Kolawole’s debut novel opens like a thriller: Able God, the protagonist, is nursing a badly wounded hand; he’s desperately trying to reach a couple of people on his phone and is in a rush to get out of town. Soon the story backtracks into an explanation: Able God is a bright young man whose university degree has earned him only a low-level job delivering room service at a pricey hotel. There, he witnesses the aftermath of a man violently abusing a prostitute; not long after, the two men tussle, leading Able God to kill the other with a shard of glass. He can argue self-defense, but the police likely won’t take his side and the prisons are unspeakable, so he acts on a man’s proposal that he start a new life in Europe. The pitch is suspicious—he doesn’t have to pay any money upfront?—but lacking options, he hops aboard a bus headed north.

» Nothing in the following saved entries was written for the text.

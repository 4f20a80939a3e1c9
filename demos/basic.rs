//! End-to-end analysis of a small broadcast trace.
//!
//! Run with: cargo run --example basic

use eptoscope::{
    aggregate_delay_distribution, check_delivery_orders, message_delay_distributions,
    rate_histogram, DeliveryIndex, MessageId, RateOptions, TraceEvent,
};

fn main() {
    let m = |r: &str| r.parse::<MessageId>().unwrap();

    // A trace records parsed protocol events in log order. Three actors;
    // actor_0 broadcasts two messages, everyone delivers them in the same
    // relative order.
    let events = vec![
        TraceEvent::broadcast("actor_0", 100, 1, m("actor_0:1")),
        TraceEvent::delivered("actor_0", 104, 2, m("actor_0:1")),
        TraceEvent::delivered("actor_1", 106, 2, m("actor_0:1")),
        TraceEvent::delivered("actor_2", 106, 2, m("actor_0:1")),
        TraceEvent::broadcast("actor_0", 110, 3, m("actor_0:2")),
        TraceEvent::delivered("actor_0", 114, 4, m("actor_0:2")),
        TraceEvent::delivered("actor_1", 118, 4, m("actor_0:2")),
    ];

    let index = DeliveryIndex::from_events(events);

    println!("Actors: {}", index.num_actors());
    println!("Messages: {}", index.num_messages());
    if let Some(epoch) = index.epoch() {
        println!("Epoch: {}..={}", epoch.min_seq, epoch.max_seq);
    }

    // Are the delivery orders mutually consistent with one global order?
    match check_delivery_orders(index.orders()) {
        Ok(()) => println!("Delivery orders: consistent"),
        Err(e) => println!("Delivery orders: {e}"),
    }

    // Delay distribution averaged across all messages.
    let per_message = message_delay_distributions(&index);
    let aggregate = aggregate_delay_distribution(per_message.values());
    println!("\nAggregate delay distribution:");
    for (delay, fraction) in &aggregate {
        println!("  delay {delay:>3}: {fraction:.3}");
    }

    // Compressed coverage histogram.
    println!("\nCoverage histogram:");
    for bin in rate_histogram(&index, index.num_actors(), &RateOptions::default()) {
        println!("  {:>7}: {:.3}", bin.label, bin.value);
    }

    // Now a trace where two actors disagree on the order of two messages.
    println!("\n--- Inconsistent trace ---\n");

    let bad_events = vec![
        TraceEvent::broadcast("actor_0", 100, 1, m("actor_0:1")),
        TraceEvent::broadcast("actor_1", 101, 1, m("actor_1:1")),
        TraceEvent::delivered("actor_0", 105, 2, m("actor_0:1")),
        TraceEvent::delivered("actor_0", 106, 2, m("actor_1:1")),
        TraceEvent::delivered("actor_1", 105, 2, m("actor_1:1")),
        TraceEvent::delivered("actor_1", 106, 2, m("actor_0:1")),
    ];

    let bad_index = DeliveryIndex::from_events(bad_events);
    let verdict = check_delivery_orders(bad_index.orders());
    assert!(verdict.is_err());

    if let Err(witness) = verdict {
        println!("{witness}");
        println!(
            "  pair: ({}, {})  messages: {} / {}",
            witness.actor_a, witness.actor_b, witness.first, witness.second
        );
    }

    println!("\nDone!");
}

From there, Kolawole’s narrative goes relatively slack, following Able God’s point-by-point trek across the Sahara, stopping at way stations in Niger, Libya, and Italy that make his decision feel all the more ill-advised; his dream of living in Europe as a professional chess player, unlikely to begin with, seems increasingly tragicomic. But if Kolawole’s narrative is straightforwardly linear, its portrait of moral degradation is memorable, as Able God is forced to abandon his virtues one by one for the sake of survival. Kolawole sometimes puts unnecessary stress on the ironies and horrors of his hero’s predicament—“Able God found the logic of the operation impeccable but also evil”—but Able God is never reduced to a type. He’s one of countless refugees seeking a new life, but his trials are singular and harrowing.
A bracing, well-paced story of migrant desperation.